Australia and New Zealand are among the best places in the world to be diagnosed with prostate cancer, according to a visiting US professor who says aggressive treatment is being avoided in many cases.

In many countries, a diagnosis of prostate cancer almost always leads to removal or radiation therapy. In Australia and New Zealand, however, many low-risk patients are being managed by active surveillance.This means they are monitored with regular blood tests, biopsies and MRIs and aggressive action is taken only if the disease becomes life-threatening. Visiting American professor James Eastham, who will address urologists at a conference in Melbourne on Monday, is full of praise for his colleagues in Australia and New Zealand. He says about one in three men who are newly diagnosed with prostate cancer are candidates for active surveillance. In Australia and New Zealand, about half of these are managed with active surveillance. This is well ahead of the US, where only about 10 per cent of eligible patients are managed by active surveillance. This leads to over-treatment. ‘I’m impressed. This is not the traditional way of treating cancer,’ said Prof Eastham, from the Memorial Sloan Kettering Cancer Centre in New York. He will reassure the annual scientific meeting of the Urological Society of Australia and New Zealand that the latest research from around the world suggests active surveillance is a safe and effective way to manage patients. ‘It maximises quality of life without compromising quantity of life.’ Prof Eastham also agrees with the society’s position on screening men at the age of 40. ‘We know testing saves lives,’ he says.

Chemotherapy can boost cancer – study

Cancer-busting chemotherapy can cause damage to healthy cells that triggers them to secrete a protein that sustains tumour growth and resistance to further treatment, a study says. Researchers in the US made the ‘completely unexpected’ finding while seeking to explain why cancer cells are so resilient inside the human body when they are easy to kill in the lab. They tested the effects of a type of chemotherapy on tissue collected from men with prostate cancer, and found ‘evidence of DNA damage’ in healthy cells after treatment, the scientists wrote in Nature Medicine. Chemotherapy works by inhibiting reproduction of fast-dividing cells such as those found in tumours.
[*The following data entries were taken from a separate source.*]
use princeton_sp2150i::{DEFAULT_RESOURCE, SerialInterfaceSp2150i, Sp2150i};

fn main() {
    let port = std::env::args().nth(1).unwrap_or(DEFAULT_RESOURCE.to_string());
    let serial_inst = SerialInterfaceSp2150i::simple(&port).unwrap();
    let mut mono = Sp2150i::try_new(serial_inst).unwrap();

    println!("Turret: {}", mono.get_turret().unwrap());
    println!("Grating: {}", mono.get_grating().unwrap());
    for line in mono.get_gratings().unwrap() {
        println!("  {line}");
    }

    mono.set_scan_speed_nm_per_min(300.0).unwrap();
    println!("Scan speed: {} nm/min", mono.get_scan_speed_nm_per_min().unwrap());

    let wl = mono.set_wavelength_nm(500.0).unwrap();
    println!("Arrived at {wl} nm");
}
The scientists found that healthy cells damaged by chemotherapy secreted more of a protein called WNT16B, which boosts cancer cell survival. ‘The increase in WNT16B was completely unexpected,’ study co-author Peter Nelson of the Fred Hutchinson Cancer Research Center in Seattle told AFP. The protein was taken up by tumour cells neighbouring the damaged cells. ‘WNT16B, when secreted, would interact with nearby tumour cells and cause them to grow, invade, and importantly, resist subsequent therapy,’ said Nelson.

In cancer treatment, tumours often respond well initially, followed by rapid regrowth and then resistance to further chemotherapy. Rates of tumour cell reproduction have been shown to accelerate between treatments. ‘Our results indicate that damage responses in benign cells… may directly contribute to enhanced tumour growth kinetics,’ wrote the team. The researchers said they confirmed their findings with breast and ovarian cancer tumours.

The result paves the way for research into new, improved treatment, said Nelson. ‘For example, an antibody to WNT16B, given with chemotherapy, may improve responses (kill more tumour cells),’ he said in an email exchange. ‘Alternatively, it may be possible to use smaller, less toxic doses of therapy.’